*What the task asks:*
Should a line in the entries below contain "content", return that line.

Collected data
use actix_web::http::StatusCode;
use actix_web::{App, test, web};
use chrono::Utc;
use migration::{Migrator, MigratorTrait};
use sea_orm::{
    ActiveModelTrait, ConnectOptions, Database, DatabaseConnection, EntityTrait, PaginatorTrait,
    QueryOrder, Set,
};
use serde_json::{Value, json};

use stembus_backend::config::{ScoreWeighting, VotingConfig};
use stembus_backend::entities::{
    event_entity as events, location_entity as locations, submission_entity as submissions,
    vote_entity as votes,
};
use stembus_backend::handlers;
use stembus_backend::services::{LocationService, ResultsService, VoteService};

const KEY: &str = "test-geheim";

async fn setup_db() -> DatabaseConnection {
    let mut options = ConnectOptions::new("sqlite::memory:".to_string());
    options
        .max_connections(1)
        .min_connections(1)
        .sqlx_logging(false);
    let db = Database::connect(options).await.unwrap();
    Migrator::up(&db, None).await.unwrap();
    db
}

fn voting(require_active_event: bool) -> VotingConfig {
    VotingConfig {
        results_key: KEY.to_string(),
        require_active_event,
        ..VotingConfig::default()
    }
}

async fn seed_event(db: &DatabaseConnection, name: &str, active: bool) -> i32 {
    events::ActiveModel {
        name: Set(name.to_string()),
        active: Set(active),
        created_at: Set(Some(Utc::now())),
        ..Default::default()
    }
    .insert(db)
    .await
    .unwrap()
    .id
}

async fn seed_location(db: &DatabaseConnection, id: i32, event_id: Option<i32>) -> i32 {
    locations::ActiveModel {
        id: Set(id),
        name: Set(format!("Locatie {id}")),
        artist: Set(format!("Artiest {id}")),
        weight: Set(1.0),
        event_id: Set(event_id),
    }
    .insert(db)
    .await
    .unwrap()
    .id
}

macro_rules! init_app {
    ($db:expr, $voting:expr) => {{
        let voting: VotingConfig = $voting;
        let db: DatabaseConnection = $db.clone();
        test::init_service(
            App::new()
                .app_data(web::Data::new(LocationService::new(
                    db.clone(),
                    voting.require_active_event,
                )))
                .app_data(web::Data::new(VoteService::new(
                    db.clone(),
                    voting.require_active_event,
                )))
                .app_data(web::Data::new(ResultsService::new(db.clone(), &voting)))
                .app_data(web::Data::new(voting))
                .configure(handlers::api_config),
        )
        .await
    }};
}

fn submit_request(body: Value) -> test::TestRequest {
    test::TestRequest::post().uri("/api/submit").set_json(body)
}

#[actix_web::test]
async fn test_locations_scoped_to_active_event() {
    let db = setup_db().await;
    let old = seed_event(&db, "2024", false).await;
    let current = seed_event(&db, "2025", true).await;
    seed_location(&db, 1, Some(old)).await;
    seed_location(&db, 3, Some(current)).await;
    seed_location(&db, 2, Some(current)).await;

    let app = init_app!(db, voting(true));
    let req = test::TestRequest::get().uri("/api/locations").to_request();
    let resp = test::call_service(&app, req).await;
    assert_eq!(resp.status(), StatusCode::OK);

    let body: Value = test::read_body_json(resp).await;
    assert_eq!(body["ok"], json!(true));
    assert_eq!(
        body["locations"],
        json!([
            { "id": 2, "locatie": "Locatie 2", "artiest": "Artiest 2", "wegingsfactor": 1.0 },
            { "id": 3, "locatie": "Locatie 3", "artiest": "Artiest 3", "wegingsfactor": 1.0 }
        ])
    );
}

#[actix_web::test]
async fn test_locations_empty_without_active_event() {
    let db = setup_db().await;
    let old = seed_event(&db, "2024", false).await;
    seed_location(&db, 1, Some(old)).await;

    let app = init_app!(db, voting(true));
    let req = test::TestRequest::get().uri("/api/locations").to_request();
    let body: Value = test::call_and_read_body_json(&app, req).await;
    assert_eq!(body, json!({ "ok": true, "locations": [] }));
}

#[actix_web::test]
async fn test_locations_unscoped_lists_everything() {
    let db = setup_db().await;
    let old = seed_event(&db, "2024", false).await;
    seed_location(&db, 1, Some(old)).await;
    seed_location(&db, 2, None).await;

    let app = init_app!(db, voting(false));
    let req = test::TestRequest::get().uri("/api/locations").to_request();
    let body: Value = test::call_and_read_body_json(&app, req).await;
    assert_eq!(body["locations"].as_array().unwrap().len(), 2);
}

#[actix_web::test]
async fn test_submit_three_then_results() {
    let db = setup_db().await;
    let event = seed_event(&db, "2025", true).await;
    for id in [5, 7, 9] {
        seed_location(&db, id, Some(event)).await;
    }

    let app = init_app!(db, voting(true));
    let resp = test::call_service(
        &app,
        submit_request(json!({
            "selections": [
                { "locationId": 5, "points": 3 },
                { "locationId": 7, "points": 2, "comment": "  heel mooi " },
                { "locationId": 9, "points": 1 }
            ]
        })).to_request(),
    )
    .await;
    assert_eq!(resp.status(), StatusCode::OK);
    let body: Value = test::read_body_json(resp).await;
    assert_eq!(body, json!({ "ok": true }));

    let subs = submissions::Entity::find().all(&db).await.unwrap();
    assert_eq!(subs.len(), 1);
    assert_eq!(subs[0].event_id, Some(event));
    assert_eq!(subs[0].submission_token.len(), 32);

    let stored = votes::Entity::find()
        .order_by_asc(votes::Column::Id)
        .all(&db)
        .await
        .unwrap();
    let pairs: Vec<(i32, i32)> = stored.iter().map(|v| (v.location_id, v.points)).collect();
    assert_eq!(pairs, vec![(5, 3), (7, 2), (9, 1)]);
    assert!(stored.iter().all(|v| v.submission_id == subs[0].id));
    assert_eq!(stored[1].comment.as_deref(), Some("heel mooi"));

    let req = test::TestRequest::get()
        .uri(&format!("/api/results?key={KEY}"))
        .to_request();
    let resp = test::call_service(&app, req).await;
    assert_eq!(resp.status(), StatusCode::OK);
    let body: Value = test::read_body_json(resp).await;
    assert_eq!(body["ok"], json!(true));

    let rows = body["rows"].as_array().unwrap();
    assert_eq!(rows.len(), 3);
    assert_eq!(rows[0]["positie"], json!(1));
    assert_eq!(rows[0]["locatie_id"], json!(5));
    assert_eq!(rows[0]["aantal_3"], json!(1));
    assert_eq!(rows[1]["locatie_id"], json!(7));
    assert_eq!(rows[1]["aantal_2"], json!(1));
    assert_eq!(rows[1]["toelichting_bundel"], json!("heel mooi"));
    assert_eq!(rows[2]["locatie_id"], json!(9));
    assert_eq!(rows[2]["aantal_1"], json!(1));
    assert_eq!(rows[2]["toelichting_bundel"], Value::Null);
}

#[actix_web::test]
async fn test_validation_failures_write_nothing() {
    let db = setup_db().await;
    let event = seed_event(&db, "2025", true).await;
    for id in [1, 2, 3, 4] {
        seed_location(&db, id, Some(event)).await;
    }
    let app = init_app!(db, voting(true));

    let cases = [
        (json!({ "selections": [] }), "Select 1, 2 or 3 locations"),
        (json!({}), "Select 1, 2 or 3 locations"),
        (
            json!({ "selections": [
                { "locationId": 1, "points": 3 }, { "locationId": 2, "points": 2 },
                { "locationId": 3, "points": 1 }, { "locationId": 4, "points": 1 }
            ] }),
            "Select 1, 2 or 3 locations",
        ),
        (
            json!({ "selections": [
                { "locationId": 1, "points": 3 }, { "locationId": 1, "points": 2 }
            ] }),
            "Locations must be unique",
        ),
        (
            json!({ "selections": [
                { "locationId": 1, "points": 3 }, { "locationId": 2, "points": 1 }
            ] }),
            "Points must be 3 and 2, each used exactly once",
        ),
        (
            json!({ "selections": [ { "locationId": 1, "points": 2 } ] }),
            "Points must be 3, each used exactly once",
        ),
    ];

    for (payload, message) in cases {
        let resp = test::call_service(&app, submit_request(payload).to_request()).await;
        assert_eq!(resp.status(), StatusCode::BAD_REQUEST);
        let body: Value = test::read_body_json(resp).await;
        assert_eq!(body, json!({ "ok": false, "error": message }));
    }

    assert_eq!(submissions::Entity::find().count(&db).await.unwrap(), 0);
    assert_eq!(votes::Entity::find().count(&db).await.unwrap(), 0);
}

#[actix_web::test]
async fn test_malformed_body_is_bad_request() {
    let db = setup_db().await;
    let app = init_app!(db, voting(true));

    let req = test::TestRequest::post()
        .uri("/api/submit")
        .insert_header(("content-type", "application/json"))
        .set_payload("{ not json")
        .to_request();
    let resp = test::call_service(&app, req).await;
    assert_eq!(resp.status(), StatusCode::BAD_REQUEST);
    let body: Value = test::read_body_json(resp).await;
    assert_eq!(body["ok"], json!(false));
    assert!(body["error"].as_str().unwrap().starts_with("Malformed request"));
}

#[actix_web::test]
async fn test_whitespace_comment_stored_as_null() {
    let db = setup_db().await;
    let event = seed_event(&db, "2025", true).await;
    seed_location(&db, 1, Some(event)).await;
    let app = init_app!(db, voting(true));

    let resp = test::call_service(
        &app,
        submit_request(json!({
            "selections": [ { "locationId": 1, "points": 3, "comment": " \t  " } ]
        })).to_request(),
    )
    .await;
    assert_eq!(resp.status(), StatusCode::OK);

    let stored = votes::Entity::find().one(&db).await.unwrap().unwrap();
    assert_eq!(stored.comment, None);
}

#[actix_web::test]
async fn test_submit_requires_active_event_when_scoped() {
    let db = setup_db().await;
    seed_location(&db, 1, None).await;
    let app = init_app!(db, voting(true));

    let resp = test::call_service(
        &app,
        submit_request(json!({ "selections": [ { "locationId": 1, "points": 3 } ] })).to_request(),
    )
    .await;
    assert_eq!(resp.status(), StatusCode::INTERNAL_SERVER_ERROR);
    let body: Value = test::read_body_json(resp).await;
    assert_eq!(body, json!({ "ok": false, "error": "No active event" }));
    assert_eq!(submissions::Entity::find().count(&db).await.unwrap(), 0);
}

#[actix_web::test]
async fn test_submit_unscoped_without_event() {
    let db = setup_db().await;
    seed_location(&db, 1, None).await;
    seed_location(&db, 2, None).await;
    let app = init_app!(db, voting(false));

    let resp = test::call_service(
        &app,
        submit_request(json!({ "selections": [
            { "locationId": 2, "points": 3 }, { "locationId": 1, "points": 2 }
        ] })).to_request(),
    )
    .await;
    assert_eq!(resp.status(), StatusCode::OK);

    let sub = submissions::Entity::find().one(&db).await.unwrap().unwrap();
    assert_eq!(sub.event_id, None);
    assert_eq!(votes::Entity::find().count(&db).await.unwrap(), 2);
}

#[actix_web::test]
async fn test_location_outside_active_event_rejected() {
    let db = setup_db().await;
    let old = seed_event(&db, "2024", false).await;
    let current = seed_event(&db, "2025", true).await;
    seed_location(&db, 1, Some(current)).await;
    seed_location(&db, 2, Some(old)).await;
    let app = init_app!(db, voting(true));

    for payload in [
        json!({ "selections": [ { "locationId": 1, "points": 3 }, { "locationId": 2, "points": 2 } ] }),
        json!({ "selections": [ { "locationId": 99, "points": 3 } ] }),
    ] {
        let resp = test::call_service(&app, submit_request(payload).to_request()).await;
        assert_eq!(resp.status(), StatusCode::BAD_REQUEST);
    }
    assert_eq!(submissions::Entity::find().count(&db).await.unwrap(), 0);
}

#[actix_web::test]
async fn test_results_denied_without_correct_key() {
    let db = setup_db().await;
    let app = init_app!(db, voting(true));

    for uri in [
        "/api/results",
        "/api/results?key=",
        "/api/results?key=fout",
        "/api/results.csv",
        "/api/results.csv?key=TEST-GEHEIM",
    ] {
        let req = test::TestRequest::get().uri(uri).to_request();
        let resp = test::call_service(&app, req).await;
        assert_eq!(resp.status(), StatusCode::UNAUTHORIZED, "{uri}");
        let body: Value = test::read_body_json(resp).await;
        assert_eq!(body, json!({ "ok": false, "error": "access denied" }));
    }

    let req = test::TestRequest::get()
        .uri(&format!("/api/results?key={KEY}"))
        .to_request();
    let body: Value = test::call_and_read_body_json(&app, req).await;
    assert_eq!(body, json!({ "ok": true, "rows": [] }));
}

#[actix_web::test]
async fn test_results_refused_when_key_not_configured() {
    let db = setup_db().await;
    let config = VotingConfig {
        results_key: String::new(),
        ..VotingConfig::default()
    };
    let app = init_app!(db, config);

    let req = test::TestRequest::get().uri("/api/results?key=").to_request();
    let resp = test::call_service(&app, req).await;
    assert_eq!(resp.status(), StatusCode::INTERNAL_SERVER_ERROR);
}

#[actix_web::test]
async fn test_results_csv_export() {
    let db = setup_db().await;
    let event = seed_event(&db, "2025", true).await;
    locations::ActiveModel {
        id: Set(1),
        name: Set("Zaal \"Noord\"".to_string()),
        artist: Set("Duo, live".to_string()),
        weight: Set(2.0),
        event_id: Set(Some(event)),
    }
    .insert(&db)
    .await
    .unwrap();
    seed_location(&db, 2, Some(event)).await;

    let config = VotingConfig {
        weighting: ScoreWeighting::Multiply,
        ..voting(true)
    };
    let app = init_app!(db, config);

    for payload in [
        json!({ "selections": [
            { "locationId": 1, "points": 2, "comment": "zeg \"wow\"" },
            { "locationId": 2, "points": 3 }
        ] }),
        json!({ "selections": [ { "locationId": 1, "points": 3, "comment": "top" } ] }),
    ] {
        let resp = test::call_service(&app, submit_request(payload).to_request()).await;
        assert_eq!(resp.status(), StatusCode::OK);
    }

    let req = test::TestRequest::get()
        .uri(&format!("/api/results.csv?key={KEY}"))
        .to_request();
    let resp = test::call_service(&app, req).await;
    assert_eq!(resp.status(), StatusCode::OK);
    let headers = resp.headers();
    assert_eq!(
        headers.get("content-type").unwrap().to_str().unwrap(),
        "text/csv; charset=utf-8"
    );
    let disposition = headers
        .get("content-disposition")
        .unwrap()
        .to_str()
        .unwrap();
    assert!(disposition.starts_with("attachment"));
    assert!(disposition.contains("uitslag.csv"));
    assert_eq!(
        headers.get("cache-control").unwrap().to_str().unwrap(),
        "no-store"
    );

    let body = test::read_body(resp).await;
    let mut reader = csv::Reader::from_reader(body.as_ref());
    assert_eq!(reader.headers().unwrap().len(), 11);
    let records: Vec<csv::StringRecord> = reader.records().map(|r| r.unwrap()).collect();
    assert_eq!(records.len(), 2);

    // 地点 1: (2 + 3) * 2.0 = 10，地点 2: 3 * 1.0 = 3
    let first = &records[0];
    assert_eq!(&first[0], "1");
    assert_eq!(&first[1], "1");
    assert_eq!(&first[2], "Zaal \"Noord\"");
    assert_eq!(&first[3], "Duo, live");
    assert_eq!(&first[4], "2");
    assert_eq!(&first[5], "2");
    assert_eq!(&first[6], "10");
    assert_eq!((&first[7], &first[8], &first[9]), ("1", "1", "0"));
    assert_eq!(&first[10], "zeg \"wow\" | top");

    let second = &records[1];
    assert_eq!(&second[1], "2");
    assert_eq!(&second[6], "3");
    assert_eq!(&second[10], "");
}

*Finished exercise:*
        .insert_header(("content-type", "application/json"))
        headers.get("content-type").unwrap().to_str().unwrap(),
        .get("content-disposition")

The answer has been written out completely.